Bir meb’ûsun vatana hıyânet ve meb’ûsluğu zamanında irtikab töhmetlerinden biriyle müttehem olduğuna Türkiye Büyük Millet Meclisi Hey’et-i Umûmîyesi âzâ-yi mevcudesinin sülüsan-ı ekseriyet-i ârâsiyle karar verilir veyahut on ikinci maddede münderiç cerâimden biriyle mahkum olur ve mahkûmiyeti kaziye-i muhkeme hâlini alırsa meb’ûsluk sıfatı zâil olur.
İstifâ, esbâb-ı meşrûa dolayısiyle mahcûriyet, bilâ-mezuniyet ve mâzeret iki ay Meclise adem-i devâm veyahut memûriyet kabûlü hâllerinde meb’ûsluk sâkıt olur.
Yukardaki maddeler mûcibince meb’ûsluk sıfatı zâil veya sâkıt olan veyahut vefat eden meb’ûsun yerine bir diğeri intihap olunur.
Büyük Millet Meclisi kendi zâbıtasını Reisi marifetiyle tanzim ve idare eder.
Türkiye Reiscumhûru Büyük Millet Meclisi Hey’et-i Umûmîyesi tarafından ve kendi âzâsı meyanından bir intihap devresi için intihap olunur. Vazifei Riyâset yeni Reisicumhûrun intihabına kadar devâm eder. Tekrar intihap olunmak câizdir.
Reisicumhûr Devletin Reisidir. Bu sıfatla merâsim-i mahsûsada Meclise ve lüzûm gördükçe İcrâ Vekilleri Hey’etine riyâset eder. Reisicumhûr Riyâseticumhûr makamında bulundukça Meclis münâkaşât ve müzâkerâtına iştirâk edemez ve rey veremez.
Reisicumhûr hastalık ve memleket haricinde seyahat gibi bir sebeple vezâifini ifâ edemezse veya vefât, istifâ vesair sebep dolayısiyle Cumhûriyet Riyâseti inhilâl ederse Büyük Millet Meclisi Reisi Vekaleten Reisicumhûr vazifesini ifâ eder.
Cumhûr Riyâsetinin inhilâlinde Meclis müçtemî ise yeni Reisicumhûru derhâl intihap eder. Meclis müçtemî değilse Reis tarafından hemen içtimâa dâvet edilerek Reisicumhûr intihap edilir.

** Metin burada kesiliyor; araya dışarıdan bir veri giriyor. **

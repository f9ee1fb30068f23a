use crate::{
    core::{
        entity::{Item, parse_status},
        facet::{FacetProcessor, ProcessorContext, TypeCollector, value},
        item::FieldMap,
    },
    error::BatchError,
};

use super::{Association, list_type, payload, replace_lists, skip};

/// Media references of an item, matched by URL and media type.
pub struct MediaProcessor {
    facet: String,
    list_keys: Vec<String>,
    list_domain: String,
    types: TypeCollector,
}

impl MediaProcessor {
    pub fn build(context: &ProcessorContext) -> Result<Box<dyn FacetProcessor>, BatchError> {
        Ok(Box::new(Self {
            facet: context.facet.clone(),
            list_keys: vec![format!("{}.lists.type", context.domain)],
            list_domain: format!("{}/lists", context.domain),
            types: TypeCollector::new(context.types.clone()),
        }))
    }

    fn association(&self, entry: &FieldMap) -> Result<Option<Association>, BatchError> {
        let Some(url) = value(entry, "media.url") else {
            return Ok(None);
        };

        let media_type = value(entry, "media.type").unwrap_or("default");
        let list_type = list_type(entry, &self.list_keys);

        let mut fields = payload(
            entry,
            &["media.url", "media.label", "media.languageid", "media.mimetype"],
        );
        fields
            .entry("media.label".to_string())
            .or_insert_with(|| url.rsplit('/').next().unwrap_or(url).to_string());

        self.types.add("media", media_type);
        self.types.add(&self.list_domain, &list_type);

        Ok(Some(Association {
            ref_key: url.to_string(),
            ref_type: media_type.to_string(),
            list_type,
            ref_id: None,
            status: parse_status(entry.get("media.status").map_or("", String::as_str))?,
            fields,
        }))
    }
}

impl FacetProcessor for MediaProcessor {
    fn facet(&self) -> &str {
        &self.facet
    }

    fn process(&self, item: &mut Item, entries: &[FieldMap]) -> Result<(), BatchError> {
        let mut associations = Vec::with_capacity(entries.len());
        for entry in entries {
            match self.association(entry)? {
                Some(association) => associations.push(association),
                None => skip(item, &self.facet, "media.url"),
            }
        }

        replace_lists(item, "media", associations);
        Ok(())
    }

    fn finish(&self) -> Result<(), BatchError> {
        self.types.flush().map(|_| ())
    }
}

#[cfg(all(test, feature = "memory"))]
mod tests {
    use std::sync::Arc;

    use crate::{
        core::{
            entity::Item,
            facet::{FacetProcessor, ProcessorContext},
            item::FieldMap,
        },
        error::BatchError,
        item::memory::MemoryStore,
    };

    use super::MediaProcessor;

    fn entry(pairs: &[(&str, &str)]) -> FieldMap {
        pairs
            .iter()
            .map(|(k, v)| (k.to_string(), v.to_string()))
            .collect()
    }

    fn processor(store: &MemoryStore) -> Box<dyn FacetProcessor> {
        MediaProcessor::build(&ProcessorContext {
            domain: "product".to_string(),
            facet: "media".to_string(),
            managers: Arc::new(store.clone()),
            types: Arc::new(store.clone()),
        })
        .unwrap()
    }

    #[test]
    fn media_are_matched_by_url_and_type() {
        let store = MemoryStore::new();
        let processor = processor(&store);
        let mut item = Item::new("product");

        processor
            .process(
                &mut item,
                &[
                    entry(&[("media.url", "img/front.jpg"), ("media.type", "default")]),
                    entry(&[("media.url", "img/front.jpg"), ("media.type", "thumbnail")]),
                    entry(&[("media.url", "img/back.jpg")]),
                ],
            )
            .unwrap();
        assert_eq!(item.list_items.len(), 3);
        assert_eq!(item.list_items[2].ref_fields["media.label"], "back.jpg");
        for (id, list_item) in item.list_items.iter_mut().enumerate() {
            list_item.id = Some(id as u64 + 1);
        }

        processor
            .process(
                &mut item,
                &[
                    entry(&[("media.url", "img/front.jpg"), ("media.type", "thumbnail")]),
                    entry(&[("media.url", "img/front.jpg"), ("media.label", "Front")]),
                ],
            )
            .unwrap();

        let kept: Vec<_> = item
            .list_items
            .iter()
            .map(|li| (li.ref_type.as_str(), li.id))
            .collect();
        assert_eq!(kept, vec![("thumbnail", Some(2)), ("default", Some(1))]);
        assert_eq!(item.list_items[1].ref_fields["media.label"], "Front");
    }

    #[test]
    fn entries_without_url_are_skipped() {
        let store = MemoryStore::new();
        let processor = processor(&store);
        let mut item = Item::new("product");

        processor
            .process(
                &mut item,
                &[
                    entry(&[("media.type", "default"), ("media.label", "nothing")]),
                    entry(&[("media.url", "a.png")]),
                ],
            )
            .unwrap();

        assert_eq!(item.list_items.len(), 1);
        assert_eq!(item.list_items[0].ref_key, "a.png");
    }

    #[test]
    fn invalid_status_fails_the_record() {
        let store = MemoryStore::new();
        let processor = processor(&store);
        let mut item = Item::new("product");

        let result = processor.process(
            &mut item,
            &[entry(&[("media.url", "a.png"), ("media.status", "on")])],
        );
        assert!(matches!(result, Err(BatchError::Record(_))));
    }
}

Meclisin intihap devresi hitâm bulmuş veya intihâbâtın tecdidine karar verilmiş olursa Reisicumhûru gelecek Meclis intihap eder.
Reisicumhûr Meclis tarafından kabûl olunan kanûnları on gün zarfında ilân eder. Teşkîlât-ı Esâsiye Kanûnu ile bütçe kanûnları müstesnâ olmak üzere ilânını muvâfık görmediği kanûnları bir daha müzâkere edilmek üzere esbâb-ı mûcîbesiyle birlikte kezâ on gün zarfında Meclise iade eder. Meclis mezkûr kanûnu bu defa da kabûl ederse, onun ilânı Reisicumhûr için mecbûrîdir.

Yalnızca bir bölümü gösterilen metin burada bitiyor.